La ilusión del disfraz, donde nada es lo que parece, trastoca a las personas en personajes. Los políticos dieron muestra de sus otros yo. La mascarada sigue
Tras el concurso de murgas sobre las tablas, donde las voces critican sin piedad, el público sale a la calle a máscara descubierta. Ser otro, como pregonó Rimbaud, vivir como si se pudiera ser otro, transfigurado por el poder de una careta. Los primeros en el peligro de transfigurarse han sido los políticos locales. El alcalde, de edil del siglo XIX, como si estuviera en las Cortes de Cádiz. Otros de sus concejales de típicos campesinos paraguayos o de exóticas damas orientales o de señoronas de la burguesía malagueña del medioevo, de cortesana, han dicho. La oposición socialista de humildes barrenderos actuales, que aprenden inglés. La panoplia se exhibió sin rubor en el Teatro Cervantes, que para eso era el inicio del Carnaval malagueño.

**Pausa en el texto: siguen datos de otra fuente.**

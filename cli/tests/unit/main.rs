//! Unit tests for modelhub CLI
//!
//! These tests use hand-written port doubles and run fast without external
//! I/O. Polling tests pause the tokio clock.

mod architecture;
mod job_poller;
mod mocks;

La historia de la pasión galante, la de aquellos dos jóvenes brasileños, que encuentran el amor trágico en las favelas, en esa ilusión de carnaval, que inmortalizó el director francés Marcel Camus en ‘Orfeo Negro’ (1959) con la, no menos, famosas melodías, ‘Manhâ de Carnaval’ y ‘A felicidade’ puntas de lanza de la Bosa Nova a cargo Luiz Bonfá y Antonio Carlos Jobim, respectivamente. El mito de Orfeo adaptado por el jefe del movimiento de la nueva canción brasileña, el poeta Vinicius de Moraes, que había escrito la obra teatral en 1954, ‘Orfeo da Conceiçâo’. Es también la metáfora del amor que puede nacer en Carnaval, pero que disfraza la alegría efímera en una máscara que oculta la realidad. De allí su fuerza poética, subrayada en aquella estrofa: ‘Tristeza no tem fin, felicidade si’. Esta película ganó la Palma de Oro del Festival Internacional de Cine de Cannes en 1959, y en 1960 los premios Oscar y Globo de Oro a la mejor película en lengua extranjera. Si no la ha visto es la ocasión de visionarla con una máscara puesta.
Pero esta semana vuelve a reinar el rey Momo y la diosa Carnal, la fiesta de la carne suelta, de la mascarada callejera que ríe, baila y se viste de galas antiguas o de disfraces futuristas. Donde el amor se cuela por las venas en un ardor de todo vale. Donde se permite lo que se podría pensar en otros días, y que en estos recorren la loca progresión de que lo prohibido es posible. Paradójicamente, todo a la luz catedralicia de la calle Larios, que como pasarela principal, contempla el desfile de disfrazados danzantes. La felicidad se impone, la alegría es la norma, sin acordarse de la estrofa de Jobim ni del final infeliz de ‘Orfeo Negro’. La realidad es tan dura que el Carnaval es una necesidad sociológica, tal vez hoy más que nunca. Las citas electorales se aparcan por unos días y los sondeos se cobijan a las sombras de las chirigotas.
Aquí hay Carnaval para todos los gustos y edades. Desde luego sin olvidar a los más mayores, a los niños y a la juventud que acaba exámenes universitarios y necesita expansión y relax como la vida misma. El centro de la ciudad se anima, y es una semana para hacer caja en los bares también transfigurados bajo el lema ‘#yomedisfrazo’. El comercio necesita que gasten, pues sacan cuentas y no son buenas, pese a tanta rebaja sobre la rebaja de la rebaja. El personal atiborra las calles, pasea, mira que mira, pero compra poco. La crisis sigue instalada en lo profundo de los bolsillos. El Carnaval dará un aliento, al menos en bebedizos.
La vida loca, la algarabía de los disfrazados, el tiempo detenido entre los concursos, las comparsas y las letras que se corean como dardos envenenados contra el poder. Es el Carnaval, que se pasea por las calles y toma las plazas. El irresistible atractivo de la máscara para ocultarse y pescar sin ser reconocido. Venecia se ilumina, se engalana; Río baja desde las favelas al desfile grande del sambódromo. Las Canarias se dejan querer por los guiris del norte, que se contagian del ritmo casi caribeño. Una semana que se disfraza tras las máscaras, que ríen sin piedad para la tristeza. ¡Que vivan las carnestolendas! La vida seria bien puede esperar una semana, que para lamentos siempre hay tiempo.